KU-ISPL Speaker Recognition Systems under Language mismatch condition for NIST 2016 Speaker Recognition Evaluation
This work addresses language mismatch in speaker recognition systems, which is a domain-specific problem for speech technology, and is incremental as it applies existing techniques to new data.
The paper tackled speaker recognition under language mismatch conditions, where evaluation data in Tagalog and Cantonese differed from English training data, and developed methods like unsupervised language clustering to address this, achieving competitive performance in the NIST 2016 evaluation.

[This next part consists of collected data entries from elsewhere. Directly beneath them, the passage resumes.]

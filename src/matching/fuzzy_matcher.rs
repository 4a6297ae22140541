//! Edit-distance fuzzy matching for query and document tokens.
//!
//! This module provides:
//! - Levenshtein distance with unit insert/delete/substitute costs
//! - Normalized similarity (`1 - distance / max_len`)
//! - Threshold-based token matching, case-insensitive and symmetric
//!
//! Matching runs once per query-token/document-token pair, so [`FuzzyMatcher`]
//! keeps its row and character buffers between calls.

/// Reusable Levenshtein matcher.
///
/// A matcher is cheap to create; create one per search call and reuse it for
/// every token pair of that call.
#[derive(Debug, Default)]
pub struct FuzzyMatcher {
    prev_row: Vec<usize>,
    curr_row: Vec<usize>,
    left: Vec<char>,
    right: Vec<char>,
}

impl FuzzyMatcher {
    /// Create a new FuzzyMatcher with empty scratch buffers.
    pub fn new() -> Self {
        Self::default()
    }

    /// Calculate the Levenshtein distance between two strings, by characters.
    pub fn distance(&mut self, s1: &str, s2: &str) -> usize {
        self.left.clear();
        self.left.extend(s1.chars());
        self.right.clear();
        self.right.extend(s2.chars());
        self.distance_loaded()
    }

    /// Similarity in [0, 1] after lower-casing both strings.
    ///
    /// Returns `None` when either string is empty: an empty token never
    /// matches anything, not even another empty token.
    pub fn similarity(&mut self, s1: &str, s2: &str) -> Option<f64> {
        self.left.clear();
        self.left.extend(s1.chars().flat_map(char::to_lowercase));
        self.right.clear();
        self.right.extend(s2.chars().flat_map(char::to_lowercase));

        if self.left.is_empty() || self.right.is_empty() {
            return None;
        }

        let max_len = self.left.len().max(self.right.len());
        let distance = self.distance_loaded();
        Some(1.0 - distance as f64 / max_len as f64)
    }

    /// Whether two tokens are within the similarity threshold.
    pub fn is_match(&mut self, query: &str, target: &str, threshold: f64) -> bool {
        self.similarity(query, target)
            .is_some_and(|similarity| similarity >= threshold)
    }

    /// Two-row dynamic programming over the loaded character buffers.
    fn distance_loaded(&mut self) -> usize {
        let (len1, len2) = (self.left.len(), self.right.len());
        if len1 == 0 {
            return len2;
        }
        if len2 == 0 {
            return len1;
        }

        self.prev_row.clear();
        self.prev_row.extend(0..=len2);
        self.curr_row.clear();
        self.curr_row.resize(len2 + 1, 0);

        for (i, c1) in self.left.iter().enumerate() {
            self.curr_row[0] = i + 1;
            for (j, c2) in self.right.iter().enumerate() {
                let cost = if c1 == c2 { 0 } else { 1 };
                self.curr_row[j + 1] = (self.prev_row[j + 1] + 1)
                    .min(self.curr_row[j] + 1)
                    .min(self.prev_row[j] + cost);
            }
            std::mem::swap(&mut self.prev_row, &mut self.curr_row);
        }

        self.prev_row[len2]
    }
}

/// Calculate Levenshtein distance between two strings.
pub fn levenshtein_distance(s1: &str, s2: &str) -> usize {
    FuzzyMatcher::new().distance(s1, s2)
}

/// Whether two strings are at least `threshold` similar, ignoring case.
pub fn fuzzy_match(query: &str, target: &str, threshold: f64) -> bool {
    FuzzyMatcher::new().is_match(query, target, threshold)
}

#[cfg(test)]
mod tests {
    use super::*;

    #[test]
    fn test_levenshtein_distance() {
        assert_eq!(levenshtein_distance("kitten", "sitting"), 3);
        assert_eq!(levenshtein_distance("saturday", "sunday"), 3);
        assert_eq!(levenshtein_distance("", "test"), 4);
        assert_eq!(levenshtein_distance("test", ""), 4);
        assert_eq!(levenshtein_distance("same", "same"), 0);
    }

    #[test]
    fn test_distance_counts_characters_not_bytes() {
        assert_eq!(levenshtein_distance("café", "cafe"), 1);
        assert_eq!(levenshtein_distance("über", "uber"), 1);
    }

    #[test]
    fn test_matcher_reuses_buffers() {
        let mut matcher = FuzzyMatcher::new();
        assert_eq!(matcher.distance("banking", "banking"), 0);
        assert_eq!(matcher.distance("loan", "loans"), 1);
        assert_eq!(matcher.distance("a", "abcdefgh"), 7);
        assert_eq!(matcher.distance("abcdefgh", "a"), 7);
    }

    #[test]
    fn test_similarity() {
        let mut matcher = FuzzyMatcher::new();
        assert_eq!(matcher.similarity("loans", "loans"), Some(1.0));
        assert_eq!(matcher.similarity("LOANS", "loans"), Some(1.0));
        // one edit over five characters
        let sim = matcher.similarity("loans", "loane").unwrap();
        assert!((sim - 0.8).abs() < 1e-9);
    }

    #[test]
    fn test_empty_never_matches() {
        assert!(!fuzzy_match("", "", 0.0));
        assert!(!fuzzy_match("", "savings", 0.0));
        assert!(!fuzzy_match("savings", "", 0.0));
    }

    #[test]
    fn test_threshold() {
        // "savngs" vs "savings": distance 1, max length 7
        assert!(fuzzy_match("savngs", "savings", 0.7));
        assert!(!fuzzy_match("savngs", "savings", 0.9));
        assert!(fuzzy_match("savings", "savings", 1.0));
        assert!(!fuzzy_match("xyzzy", "savings", 0.7));
    }

    #[test]
    fn test_case_insensitive() {
        assert!(fuzzy_match("ATM", "atm", 1.0));
        assert!(fuzzy_match("FirstSave", "firstsave", 1.0));
    }
}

Korea University Intelligent Signal Processing Lab. (KU-ISPL) developed speaker recognition system for SRE16 fixed training condition. Data for evaluation trials are collected from outside North America, spoken in Tagalog and Cantonese while training data only is spoken English. Thus, main issue for SRE16 is compensating the discrepancy between different languages. As development dataset which is spoken in Cebuano and Mandarin, we could prepare the evaluation trials through preliminary experiments to compensate the language mismatched condition. Our team developed 4 different approaches to extract i-vectors and applied state-of-the-art techniques as backend. To compensate language mismatch, we investigated and endeavored unique method such as unsupervised language clustering, inter language variability compensation and gender/language dependent score normalization.